UPPER WEST SIDE — Faced with a rapidly dwindling endowment, the private stewards of the Upper West Side's Theodore Roosevelt Park are struggling to make up for the lack of city funding, they said.
But that doesn't mean they haven't tried. In one night, a recent fundraiser attracted a bevy of supporters that brought in roughly $40,000 in one night, less than 20 percent of the current costs.
Part of the fundraising problem for Theodore Roosevelt Park, which surrounds the American Museum of Natural History between West 77th and 81st Streets between Columbus Avenue and Central Park West, is that it's often confused for museum property, said Peter Wright, the president and founder of Friends of Roosevelt Park Inc., a 20-year-old non-profit.
Soliciting contributions for Central Park and Riverside Park is much easier, he said.
"It’s very tricky... [At Theodore Roosevelt Park], we’ve tried before and not succeeded," he said.
The 10-acre park currently costs $250,000 a year to maintain, with a large portion of the funding coming from the Parks Department and the rest made up of private funding, the majority coming from the Friends' endowment, which will not last, said Wright.
"We can’t subsidize the park at the rate of $100,000 a year forever," Wright said.

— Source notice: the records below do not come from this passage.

//! Handles inspection, runtime-probe and work-directory requests.

use std::path::PathBuf;

use anyhow::Result;
use log::{info, warn};
use rvb_catalog::catalog::Catalog;

use crate::models::response::Response;
use crate::parameters::PARAMETERS;
use crate::{inspect, java, workdir};

/// Handles `Inspect` [Requests](crate::models::request::Request).
///
/// # Returns
/// The [Response] to the request (variant `AppInfo`). A file that is not a
/// valid package gives `info: None`; the reason is logged, not surfaced.
pub(super) fn handle_inspect(catalog: &Catalog, path: Option<String>) -> Result<Response> {
    let file: PathBuf = match path {
        Some(path) => path.into(),
        None => PARAMETERS.unpatched_apk.clone(),
    };

    let info = match inspect::read_package_info(catalog, &PARAMETERS.aapt, &file) {
        Ok(info) => {
            info!(
                "Inspected {} ({} {})",
                info.app_label, info.package_name, info.package_version
            );
            Some(info)
        }
        Err(err) => {
            warn!("Not a valid package file: {err}");
            None
        }
    };

    Ok(Response::AppInfo { info })
}

/// Handles `GetJavaStatus` [Requests](crate::models::request::Request).
pub(super) fn handle_java_status() -> Result<Response> {
    let installed = java::java_available(&PARAMETERS.java);
    Ok(Response::JavaStatus {
        installed,
        download_url: if installed {
            None
        } else {
            java::jdk_download_url()
        },
    })
}

/// Handles `ClearWorkDir` [Requests](crate::models::request::Request).
pub(super) fn handle_clear_work_dir() -> Result<Response> {
    workdir::clear_work_dir(&PARAMETERS.apk_dir);
    Ok(Response::WorkDirCleared)
}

He reached out to Community Board 7, and Parks Committee member Mel Wymore offered to help lead a year-long visioning process and the formation of the Theodore Roosevelt Park Working Group to help energize stakeholders in formulating new fundraising schemes and ideas for the park, said Wymore.
"[The Friends] asked me to help them re-ignite the community, before it became a crisis," said Wymore.
The 25-person strong group involved the Parks Department, the American Museum of Natural History, the Columbus Avenue BID, the Computer School, Community Board 7, the 77th Street Block Association, the 81st Street Street Block Association, the Bull Moose Dog Run, and some local businesses, said Wymore.
"We had some disagreements, we had some wild and crazy ideas," Wright reported. "We looked at commercializing this park like Bryant Park and we decided we didn’t want that."
Out of many meetings, a coherent vision of the park emerged as "a place for quiet enjoyment," said Wymore — since it is surrounded by so much residential property and seen as a crossroads for the 5 million or so visitors coming in and out of the museum and for those traveling from west to east and vice versa.
Wright is most excited by the advisory group that emerged from the process, made up of a growing number of surrounding buildings' board members and residents, who will contribute to the park financially and drum up support among the community.
"The neighborhood advisory group is not going to be a loosey-goosey anything-you-want group," he said, adding that the park has only one full-time Parks Department staffer and needs much more help.
Both Wymore and Wright were quick to defend the Parks Department.
"The Parks Department doesn’t have the money," said Wright. "When [the city] cuts funds...at the bottom of the barrel is often parks."
While fundraising plans were crucial, with a Taste of the Upper West Side soiree last Wednesday garnering $40,000 according to Wymore, working group members were also interested in programmatic changes to make the park an educational destination.
The new streetscape on Columbus Avenue became a model for the types of eco-friendly renovations that could take place — things like solar lighting, composting and innovative drainage systems that would be marked with signage, said Wright.
These green projects would likely amount to $500,000, said Wymore.
Working group members also wanted to encourage park users to venture onto Columbus Avenue to help the small businesses there, a concept that's still being formulated, said Wymore.
"We’ve jump started the engagement [with the park]," said Wymore, who said that the working group is now dissolved and transitioning into a larger, more permanent iteration that will move the plans and fundraising forward.